I keep thinking about the first time a young doctor is alone with a patient.
No supervisor hovering. No WhatsApp group lighting up. Just a stethoscope, a story that doesn’t quite fit the textbook, and that uncomfortable pause where you realise… you have to decide. That pause is medicine. Or at least it used to be.
Lately, that pause is shrinking.
The Quiet Risk Isn’t AI. It’s Obedience
The editorial in BMJ Evidence Based Medicine is careful, polite, academic. But underneath the cautious language is a sharper warning: medicine is drifting from thinking to accepting.
AI doesn’t bully young doctors. It doesn’t shout. It just sounds calm, fluent, certain. And confidence, especially early in training, is intoxicating. You stop asking why because the answer arrives fully dressed.
That’s not efficiency. That’s habit formation.
Medicine was never about retrieving information. It was about holding uncertainty without panicking. AI is brilliant at pattern-matching. Diagnosis, however, is pattern-breaking. The danger begins when students confuse the two.

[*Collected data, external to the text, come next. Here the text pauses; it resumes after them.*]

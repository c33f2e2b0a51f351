//! RelayNet Allocation Engine
//!
//! Reproduces the allocator contract's relayer selection and transaction
//! partitioning bit-for-bit:
//!
//! - Stake-weighted relayer selection per window (CDF rejection sampling)
//! - Eligibility proofs that account for duplicate draws
//! - Pluggable partitioning of pending transactions among selected relayers
//! - Active-to-latest state remapping for batch submission
//!
//! ## Usage
//!
//! ```ignore
//! let engine = AllocationEngine::new(EngineConfig::new(relayers_per_window), PartitionKind::RoundRobin);
//! let allocation = engine.allocate_transactions(&me, &pending, &snapshot, window)?;
//! if !allocation.transactions.is_empty() {
//!     let bitmap = allocation.iteration_bitmap()?;
//!     // submit batch
//! }
//! ```

mod cache;
mod engine;
mod error;
mod partition;
mod proof;
mod remap;
mod selection;

pub use cache::WindowCache;
pub use engine::{AllocationEngine, AllocationResult, EngineConfig, DEFAULT_MAX_ITERATIONS};
pub use error::{AllocationError, Result};
pub use partition::{CalldataHash, PartitionKind, PartitionStrategy, RoundRobin};
pub use proof::{generate_proof, verify_proof, DuplicateProof, SelectionProof};
pub use remap::active_to_latest_map;
pub use selection::{base_seed, draw, eligible_count, select_relayers, Draw, SelectionResult};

Deskilling Doesn’t Look Like Failure. It Looks Like Smoothness
Here’s the uncomfortable part. Overreliance doesn’t produce bad doctors overnight. It produces doctors who look fine. Efficient. Up to date. Until something unusual walks in.
Cognitive off-loading sounds harmless. We’ve outsourced navigation to GPS, spelling to autocorrect. But when you outsource reasoning before it fully forms, you blunt it permanently. A trainee who never wrestles with ambiguity won’t suddenly develop that muscle at 35.

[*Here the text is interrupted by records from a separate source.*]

//! RelayNet Settings
//!
//! Configuration for relayer simulations and agents.
//!
//! ## Features
//!
//! - Ledger endpoints and allocator parameters
//! - Simulation, bridge and relayer behaviour
//! - JSON file storage with per-field defaults
//! - `RELAYNET_*` environment overrides
//!
//! ## Usage
//!
//! ```no_run
//! use relaynet_settings::Settings;
//!
//! let mut settings = Settings::load_or_default()?;
//! settings.apply_env_overrides()?;
//! settings.allocator.relayers_per_window = 3;
//! settings.save()?;
//! # Ok::<(), relaynet_settings::SettingsError>(())
//! ```

mod config;

pub use config::{
    AllocatorSettings, BridgeSettings, FailurePolicy, NetworkSettings, RelayerSettings, Settings,
    SimulationSettings,
};

use std::path::PathBuf;

use thiserror::Error;

#[derive(Error, Debug)]
pub enum SettingsError {
    #[error("Failed to read settings: {0}")]
    ReadError(std::io::Error),

    #[error("Failed to write settings: {0}")]
    WriteError(std::io::Error),

    #[error("Failed to parse settings: {0}")]
    ParseError(serde_json::Error),

    #[error("Failed to create config directory: {0}")]
    CreateDirError(std::io::Error),

    #[error("Invalid value for {key}: {value}")]
    InvalidOverride { key: String, value: String },

    #[error("Invalid settings: {0}")]
    Invalid(String),
}

pub type Result<T> = std::result::Result<T, SettingsError>;

/// Per-user configuration directory (`$HOME/.relaynet`)
pub fn default_config_dir() -> PathBuf {
    std::env::var_os("HOME")
        .map(PathBuf::from)
        .unwrap_or_else(|| PathBuf::from("."))
        .join(".relaynet")
}

/// Get the default settings file path
pub fn default_settings_path() -> PathBuf {
    default_config_dir().join("settings.json")
}
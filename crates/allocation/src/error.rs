use relaynet_core::{CoreError, WindowIndex};
use thiserror::Error;

#[derive(Error, Debug, Clone, PartialEq, Eq)]
pub enum AllocationError {
    #[error("Relayer snapshot is empty")]
    EmptySnapshot,

    #[error("Total stake is zero")]
    ZeroTotalStake,

    #[error("Invalid snapshot: {0}")]
    InvalidSnapshot(#[from] CoreError),

    #[error("Relayers per window must be positive")]
    ZeroRelayersPerWindow,

    #[error("Selection for window {window} exhausted after {iterations} iterations ({selected}/{target} selected)")]
    SelectionExhausted {
        window: WindowIndex,
        iterations: u64,
        selected: usize,
        target: usize,
    },

    #[error("Window {window} needs {required} relayers but only {eligible} hold stake")]
    InsufficientEligibleRelayers {
        window: WindowIndex,
        eligible: usize,
        required: usize,
    },

    #[error("Generation iteration {0} does not fit in a 256-bit bitmap")]
    IterationOutOfRange(u64),

    #[error("Invalid selection proof: {0}")]
    InvalidProof(String),
}

pub type Result<T> = std::result::Result<T, AllocationError>;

And AI’s mistakes are especially dangerous because they’re polite. Hallucinations don’t announce themselves. Bias doesn’t wear a warning label.
Why Training Must Teach Doubt, Not Just Output
One idea from the editorial actually made me pause. Training students on intentionally flawed AI outputs. Forcing them to argue back. To reject confidently delivered nonsense using evidence.
That’s closer to real medicine than most exams.
Grade the reasoning. Not the final answer. Make students explain what they don’t trust and why. Because in the real world, patients don’t care how elegant your tool was. They care whether you noticed what didn’t fit.
A Personal Turn: Watching a New Doctor Step In
My daughter, Maryam Jamal, has just passed her MBBS. Watching that moment was pride mixed with something heavier. Relief, yes. But also awareness.
Young doctors today are stepping into a system flooded with tools their seniors never had. That’s not fair or unfair. It’s just reality. The question is how they use them without letting those tools quietly reshape who they become.
So if I were speaking directly to new doctors like her, I’d say this:
-
Use AI after you’ve thought, not before. Make your own differential first. Then check yourself.
-
Never outsource first principles. Anatomy, physiology, clinical reasoning. These are non-negotiable.
-
Be suspicious of confidence, especially your own.
-
Treat AI like a junior assistant. Helpful, fast, occasionally wrong. Never in charge.
-
Protect the bedside. Communication, examination, judgement. These don’t scale. And that’s the point.
The Question Medicine Has to Answer Now
This isn’t about banning AI or pretending we can roll the clock back. That ship sailed. It’s about deciding what kind of doctors we’re training.
Because when something goes wrong, it won’t be the algorithm sitting with the family, explaining a choice. It will be a human being. A doctor. Alone with that pause again.
The only question is whether we’re still teaching them how to live inside it.